Residue-specific binding of Ni(II) ions influences the structure and aggregation of amyloid beta (A beta) peptides

Alzheimer's disease (AD) is the most common cause of dementia worldwide. AD brains display deposits of insoluble amyloid plaques consisting mainly of aggregated amyloid-beta (A beta) peptides, and A beta oligomers are likely a toxic species in AD pathology. AD patients display altered metal homeostasis, and AD plaques show elevated concentrations of metals such as Cu, Fe, and Zn. Yet, the metal chemistry in AD pathology remains unclear. Ni(II) ions are known to interact with A beta peptides, but the nature and effects of such interactions are unknown. Here, we use numerous biophysical methods-mainly spectroscopy and imaging techniques-to characterize A beta/Ni(II) interactions in vitro, for different A beta variants: A beta(1-40), A beta(1-40)(H6A, H13A, H14A), A beta(4-40), and A beta(1-42). We show for the first time that Ni(II) ions display specific binding to the N-terminal segment of full-length A beta monomers.

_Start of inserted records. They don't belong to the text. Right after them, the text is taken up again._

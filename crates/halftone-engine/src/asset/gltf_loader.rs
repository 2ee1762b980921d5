use std::path::Path;

use anyhow::{Context, Result};
use glam::Mat4;

use crate::scene::MeshData;

use super::{AssetLoader, NodeGraph, SceneNode};

/// Loads `.glb` / `.gltf` files through the `gltf` crate.
///
/// Only triangle-list primitives are kept. Primitives without normals get
/// smooth normals computed from their indices.
#[derive(Debug, Clone, Copy, Default)]
pub struct GltfLoader;

impl AssetLoader for GltfLoader {
    fn load(&self, path: &Path) -> Result<NodeGraph> {
        let (document, buffers, _images) =
            gltf::import(path).with_context(|| format!("failed to import {}", path.display()))?;

        let scene = document
            .default_scene()
            .or_else(|| document.scenes().next())
            .with_context(|| format!("{} contains no scene", path.display()))?;

        let mut nodes = Vec::with_capacity(document.nodes().len());
        for node in document.nodes() {
            let mut meshes = Vec::new();

            if let Some(mesh) = node.mesh() {
                for primitive in mesh.primitives() {
                    if primitive.mode() != gltf::mesh::Mode::Triangles {
                        log::debug!("skipping {:?} primitive in mesh {:?}", primitive.mode(), mesh.name());
                        continue;
                    }

                    let reader = primitive
                        .reader(|b| buffers.get(b.index()).map(|data| data.0.as_slice()));
                    let Some(positions) = reader.read_positions() else {
                        continue;
                    };
                    let positions: Vec<[f32; 3]> = positions.collect();

                    let indices: Vec<u32> = match reader.read_indices() {
                        Some(indices) => indices.into_u32().collect(),
                        None => (0..positions.len() as u32).collect(),
                    };

                    let mut data = MeshData { positions, normals: Vec::new(), indices };
                    match reader.read_normals() {
                        Some(normals) => data.normals = normals.collect(),
                        None => data.compute_normals(),
                    }
                    if data.normals.len() != data.positions.len() {
                        data.compute_normals();
                    }

                    meshes.push(data);
                }
            }

            nodes.push(SceneNode {
                name: node.name().map(str::to_owned),
                local: Mat4::from_cols_array_2d(&node.transform().matrix()),
                meshes,
                children: node.children().map(|c| c.index()).collect(),
            });
        }

        let roots = scene.nodes().map(|n| n.index()).collect();
        Ok(NodeGraph { nodes, roots })
    }
}

#[cfg(test)]
mod tests {
    use std::path::PathBuf;

    use glam::Vec3;

    use super::*;

    /// One triangle at (0,0,0), (1,0,0), (0,1,0) as little-endian f32.
    const TRIANGLE_URI: &str =
        "data:application/octet-stream;base64,AAAAAAAAAAAAAAAAAACAPwAAAAAAAAAAAAAAAAAAgD8AAAAA";

    /// Root node at (1,0,0) with a child at (0,2,0) carrying a mesh of one
    /// unindexed triangle without normals and one point primitive.
    fn document(scene_fields: &str) -> String {
        format!(
            r#"{{
  "asset": {{ "version": "2.0" }},
  {scene_fields},
  "nodes": [
    {{ "translation": [1, 0, 0], "children": [1] }},
    {{ "translation": [0, 2, 0], "mesh": 0 }}
  ],
  "meshes": [{{ "primitives": [
    {{ "attributes": {{ "POSITION": 0 }} }},
    {{ "attributes": {{ "POSITION": 0 }}, "mode": 0 }}
  ] }}],
  "accessors": [{{
    "bufferView": 0, "componentType": 5126, "count": 3, "type": "VEC3",
    "min": [0, 0, 0], "max": [1, 1, 0]
  }}],
  "bufferViews": [{{ "buffer": 0, "byteLength": 36 }}],
  "buffers": [{{ "byteLength": 36, "uri": "{TRIANGLE_URI}" }}]
}}"#
        )
    }

    fn load(name: &str, json: &str) -> Result<NodeGraph> {
        let path: PathBuf =
            std::env::temp_dir().join(format!("halftone-{name}-{}.gltf", std::process::id()));
        std::fs::write(&path, json).unwrap();
        let result = GltfLoader.load(&path);
        let _ = std::fs::remove_file(&path);
        result
    }

    // ── import ─────────────────────────────────────────────────────────────

    #[test]
    fn embedded_triangle_gets_world_transform_and_normals() {
        let graph = load(
            "default-scene",
            &document(r#""scene": 1, "scenes": [{ "nodes": [] }, { "nodes": [0] }]"#),
        )
        .unwrap();

        let leaves = graph.mesh_leaves();
        assert_eq!(leaves.len(), 1);

        let mesh = leaves[0].mesh;
        assert_eq!(mesh.indices, vec![0, 1, 2]);
        assert_eq!(mesh.normals.len(), 3);
        for n in &mesh.normals {
            assert!(Vec3::from(*n).distance(Vec3::Z) < 1e-6);
        }

        let origin = leaves[0].transform.transform_point3(Vec3::ZERO);
        assert!(origin.distance(Vec3::new(1.0, 2.0, 0.0)) < 1e-6);
    }

    #[test]
    fn first_scene_is_used_without_a_default() {
        let graph = load(
            "first-scene",
            &document(r#""scenes": [{ "nodes": [0] }, { "nodes": [] }]"#),
        )
        .unwrap();
        assert_eq!(graph.roots, vec![0]);
        assert_eq!(graph.mesh_leaves().len(), 1);
    }

    #[test]
    fn empty_default_scene_yields_no_leaves() {
        let graph = load(
            "empty-scene",
            &document(r#""scene": 0, "scenes": [{ "nodes": [] }, { "nodes": [0] }]"#),
        )
        .unwrap();
        assert!(graph.roots.is_empty());
        assert!(graph.mesh_leaves().is_empty());
    }

    #[test]
    fn missing_file_is_an_error() {
        let err = GltfLoader.load(Path::new("does/not/exist.glb")).unwrap_err();
        assert!(format!("{err:#}").contains("does/not/exist.glb"));
    }
}
use std::time::{Duration, Instant};

/// Frame timing snapshot.
#[derive(Debug, Copy, Clone)]
pub struct FrameTime {
    /// Time elapsed since the previous frame tick, in seconds (clamped).
    pub dt: f32,

    /// Time elapsed since the clock was created, in seconds.
    ///
    /// Monotonic and never clamped; this is what drives object transforms.
    pub elapsed: f32,

    /// Monotonic timestamp taken at the tick.
    pub now: Instant,

    /// Monotonic frame counter.
    pub frame_index: u64,
}

/// Frame clock producing `FrameTime` snapshots.
///
/// Delta time is clamped to avoid pathological values when the application is paused
/// by the debugger, minimized, or stalls. Elapsed time is measured from creation and
/// is not affected by the clamps.
#[derive(Debug, Clone)]
pub struct FrameClock {
    start: Instant,
    last: Instant,
    frame_index: u64,
    dt_min: Duration,
    dt_max: Duration,
}

impl FrameClock {
    /// Creates a new clock with default clamps.
    ///
    /// - minimum prevents zero-dt behavior from tight loops on some platforms
    /// - maximum prevents damping jumps after long stalls
    pub fn new() -> Self {
        Self::with_clamps(Duration::from_micros(100), Duration::from_millis(250))
    }

    /// Creates a clock with custom delta-time clamps.
    pub fn with_clamps(dt_min: Duration, dt_max: Duration) -> Self {
        debug_assert!(dt_min <= dt_max);
        let now = Instant::now();
        Self {
            start: now,
            last: now,
            frame_index: 0,
            dt_min,
            dt_max,
        }
    }

    /// Seconds since the clock was created.
    pub fn elapsed(&self) -> f32 {
        self.start.elapsed().as_secs_f32()
    }

    /// Advances the clock and returns a new `FrameTime`.
    pub fn tick(&mut self) -> FrameTime {
        let now = Instant::now();
        let dt = now
            .saturating_duration_since(self.last)
            .clamp(self.dt_min, self.dt_max);

        self.last = now;

        let ft = FrameTime {
            dt: dt.as_secs_f32(),
            elapsed: now.saturating_duration_since(self.start).as_secs_f32(),
            now,
            frame_index: self.frame_index,
        };

        self.frame_index = self.frame_index.wrapping_add(1);

        ft
    }
}

impl Default for FrameClock {
    fn default() -> Self {
        Self::new()
    }
}
//! GPU rendering subsystem.
//!
//! [`HalftoneRenderer`] turns a [`SceneView`](crate::animation::SceneView) into
//! one depth-tested pass. It owns its GPU resources (pipeline, uniform buffers,
//! depth target, mesh buffers) and creates them lazily on first use.
//!
//! Bind groups:
//! - group 0: halftone material block (fragment)
//! - group 1: camera (vertex)
//! - group 2: per-part transforms (vertex, dynamic offset)

mod ctx;
mod halftone;
mod uniforms;

pub use ctx::{RenderCtx, RenderTarget};
pub use halftone::{HalftoneRenderer, DEPTH_FORMAT};
pub use uniforms::{CameraUniform, PartUniform};
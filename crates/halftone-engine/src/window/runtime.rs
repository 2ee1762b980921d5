use anyhow::{Context, Result};
use ouroboros::self_referencing;

use winit::application::ApplicationHandler;
use winit::dpi::LogicalSize;
use winit::event::WindowEvent;
use winit::event_loop::{ActiveEventLoop, ControlFlow, EventLoop};
use winit::window::{Window, WindowId};

use crate::core::{App as CoreApp, AppControl, FrameCtx, WindowCtx};
use crate::device::{Gpu, GpuInit};
use crate::input::platform::winit::translate_window_event;
use crate::input::{InputFrame, InputState};
use crate::time::FrameClock;
use crate::viewport::ResizeEvent;

/// Window/runtime configuration.
#[derive(Debug, Clone)]
pub struct RuntimeConfig {
    pub title: String,
    pub initial_size: LogicalSize<f64>,
}

impl Default for RuntimeConfig {
    fn default() -> Self {
        Self {
            title: "halftone".to_string(),
            initial_size: LogicalSize::new(1280.0, 720.0),
        }
    }
}

/// Entry point for the runtime.
pub struct Runtime;

impl Runtime {
    /// Opens one window and drives `app` until it exits or the window closes.
    ///
    /// Redraws are requested continuously; every redraw is one `on_frame`.
    pub fn run<A>(config: RuntimeConfig, gpu_init: GpuInit, app: A) -> Result<()>
    where
        A: 'static + CoreApp,
    {
        let event_loop = EventLoop::new().context("failed to create winit EventLoop")?;
        let mut state = AppState::new(config, gpu_init, app);

        event_loop
            .run_app(&mut state)
            .context("winit event loop terminated with error")?;

        match state.failure.take() {
            Some(err) => Err(err),
            None => Ok(()),
        }
    }
}

#[self_referencing]
struct WindowEntry {
    input_state: InputState,
    input_frame: InputFrame,
    clock: FrameClock,

    window: Window,

    #[borrows(window)]
    #[covariant]
    gpu: Gpu<'this>,
}

impl WindowEntry {
    fn resize_event(&self) -> ResizeEvent {
        self.with_window(|w| {
            let size = w.inner_size();
            ResizeEvent::from_physical(size.width, size.height, w.scale_factor())
        })
    }
}

struct AppState<A>
where
    A: CoreApp + 'static,
{
    config: RuntimeConfig,
    gpu_init: GpuInit,
    app: A,

    entry: Option<WindowEntry>,
    exit_requested: bool,
    /// First fatal error; returned from `Runtime::run`.
    failure: Option<anyhow::Error>,
}

impl<A> AppState<A>
where
    A: CoreApp + 'static,
{
    fn new(config: RuntimeConfig, gpu_init: GpuInit, app: A) -> Self {
        Self {
            config,
            gpu_init,
            app,
            entry: None,
            exit_requested: false,
            failure: None,
        }
    }

    fn fail(&mut self, event_loop: &ActiveEventLoop, err: anyhow::Error) {
        log::error!("{err:#}");
        if self.failure.is_none() {
            self.failure = Some(err);
        }
        self.exit_requested = true;
        event_loop.exit();
    }

    fn create_window_entry(&mut self, event_loop: &ActiveEventLoop) -> Result<()> {
        let attrs = Window::default_attributes()
            .with_title(self.config.title.clone())
            .with_inner_size(self.config.initial_size);

        let window = event_loop
            .create_window(attrs)
            .context("failed to create window")?;

        let gpu_init = self.gpu_init.clone();

        let entry = WindowEntryTryBuilder {
            input_state: InputState::default(),
            input_frame: InputFrame::default(),
            clock: FrameClock::default(),
            window,
            gpu_builder: |w| pollster::block_on(Gpu::new(w, gpu_init)),
        }
        .try_build()
        .context("GPU initialization failed")?;

        self.app.on_resize(entry.resize_event());
        entry.with_window(|w| w.request_redraw());
        self.entry = Some(entry);
        Ok(())
    }
}

impl<A> ApplicationHandler for AppState<A>
where
    A: CoreApp + 'static,
{
    fn resumed(&mut self, event_loop: &ActiveEventLoop) {
        if self.entry.is_some() {
            return;
        }

        if let Err(e) = self.create_window_entry(event_loop) {
            self.fail(event_loop, e);
        }
    }

    fn about_to_wait(&mut self, event_loop: &ActiveEventLoop) {
        if self.exit_requested {
            event_loop.exit();
            return;
        }

        event_loop.set_control_flow(ControlFlow::Wait);

        // Continuous animation: always schedule the next tick.
        if let Some(entry) = self.entry.as_ref() {
            entry.with_window(|w| w.request_redraw());
        }
    }

    fn window_event(
        &mut self,
        event_loop: &ActiveEventLoop,
        window_id: WindowId,
        event: WindowEvent,
    ) {
        if self.exit_requested {
            event_loop.exit();
            return;
        }

        // Split borrows to avoid `self` capture inside `ouroboros` closures.
        let (app, entry) = (&mut self.app, &mut self.entry);
        let Some(entry) = entry.as_mut() else {
            return;
        };

        let mut app_control = AppControl::Continue;

        entry.with_mut(|fields| {
            if let Some(ev) = translate_window_event(fields.window, fields.input_state, &event) {
                fields.input_state.apply_event(fields.input_frame, ev);
            }

            app_control = app.on_window_event(window_id, &event);
        });

        if app_control == AppControl::Exit {
            self.exit_requested = true;
            event_loop.exit();
            return;
        }

        match &event {
            WindowEvent::CloseRequested => {
                self.entry = None;
                self.exit_requested = true;
                event_loop.exit();
            }

            // The app owns the surface size (it may differ from the window's
            // physical size); forward and let it reconfigure on its next frame.
            WindowEvent::Resized(_) | WindowEvent::ScaleFactorChanged { .. } => {
                let resize = entry.resize_event();
                app.on_resize(resize);
                entry.with_window(|w| w.request_redraw());
            }

            WindowEvent::RedrawRequested => {
                entry.with_mut(|fields| {
                    let time = fields.clock.tick();

                    // Scope to ensure `ctx` is dropped before mutating frame state.
                    {
                        let mut ctx = FrameCtx {
                            window: WindowCtx { id: window_id, window: fields.window },
                            gpu: fields.gpu,
                            input: fields.input_state,
                            input_frame: fields.input_frame,
                            time,
                        };

                        app_control = app.on_frame(&mut ctx);
                    }

                    // Clear per-frame deltas after the frame is consumed.
                    fields.input_frame.clear();
                });

                if app_control == AppControl::Exit {
                    self.exit_requested = true;
                    event_loop.exit();
                }
            }

            _ => {}
        }
    }
}
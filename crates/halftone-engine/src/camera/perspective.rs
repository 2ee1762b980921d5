use glam::{Mat4, Vec3};

/// Static camera setup.
#[derive(Debug, Copy, Clone, PartialEq)]
pub struct CameraConfig {
    pub position: Vec3,
    pub target: Vec3,
    /// Vertical field of view in degrees.
    pub fov_y_degrees: f32,
    pub near: f32,
    pub far: f32,
}

impl Default for CameraConfig {
    fn default() -> Self {
        Self {
            position: Vec3::splat(7.0),
            target: Vec3::ZERO,
            fov_y_degrees: 25.0,
            near: 0.1,
            far: 100.0,
        }
    }
}

/// Perspective camera.
///
/// Invariant: `projection` is rebuilt whenever `aspect` changes through
/// [`set_aspect`](Self::set_aspect).
#[derive(Debug, Clone)]
pub struct PerspectiveCamera {
    pub position: Vec3,
    pub target: Vec3,
    pub up: Vec3,
    pub fov_y_degrees: f32,
    pub near: f32,
    pub far: f32,
    aspect: f32,
    projection: Mat4,
}

impl PerspectiveCamera {
    pub fn new(config: CameraConfig, aspect: f32) -> Self {
        let mut camera = Self {
            position: config.position,
            target: config.target,
            up: Vec3::Y,
            fov_y_degrees: config.fov_y_degrees,
            near: config.near,
            far: config.far,
            aspect: 1.0,
            projection: Mat4::IDENTITY,
        };
        camera.set_aspect(aspect);
        camera
    }

    #[inline]
    pub fn aspect(&self) -> f32 {
        self.aspect
    }

    /// Updates the aspect ratio and refreshes the projection.
    ///
    /// Non-finite or non-positive values are ignored.
    pub fn set_aspect(&mut self, aspect: f32) {
        if aspect.is_finite() && aspect > 0.0 {
            self.aspect = aspect;
        }
        self.update_projection();
    }

    /// Rebuilds the projection from fov / aspect / near / far.
    pub fn update_projection(&mut self) {
        self.projection = Mat4::perspective_rh(
            self.fov_y_degrees.to_radians(),
            self.aspect,
            self.near,
            self.far,
        );
    }

    #[inline]
    pub fn projection(&self) -> Mat4 {
        self.projection
    }

    #[inline]
    pub fn view(&self) -> Mat4 {
        Mat4::look_at_rh(self.position, self.target, self.up)
    }

    #[inline]
    pub fn view_projection(&self) -> Mat4 {
        self.projection * self.view()
    }
}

Equimolar amounts of Ni(II) ions retard A beta aggregation and direct it towards non-structured aggregates. The His6, His13, and His14 residues are implicated as binding ligands, and the Ni(II)center dot A beta binding affinity is in the low mu M range. The redox-active Ni(II) ions induce formation of dityrosine cross-links via redox chemistry, thereby creating covalent A beta dimers. In aqueous buffer Ni(II) ions promote formation of beta sheet structure in A beta monomers, while in a membrane-mimicking environment (SDS micelles) coil-coil helix interactions appear to be induced. For SDS-stabilized A beta oligomers, Ni(II) ions direct the oligomers towards larger sizes and more diverse (heterogeneous) populations. All of these structural rearrangements may be relevant for the A beta aggregation processes that are involved in AD brain pathology.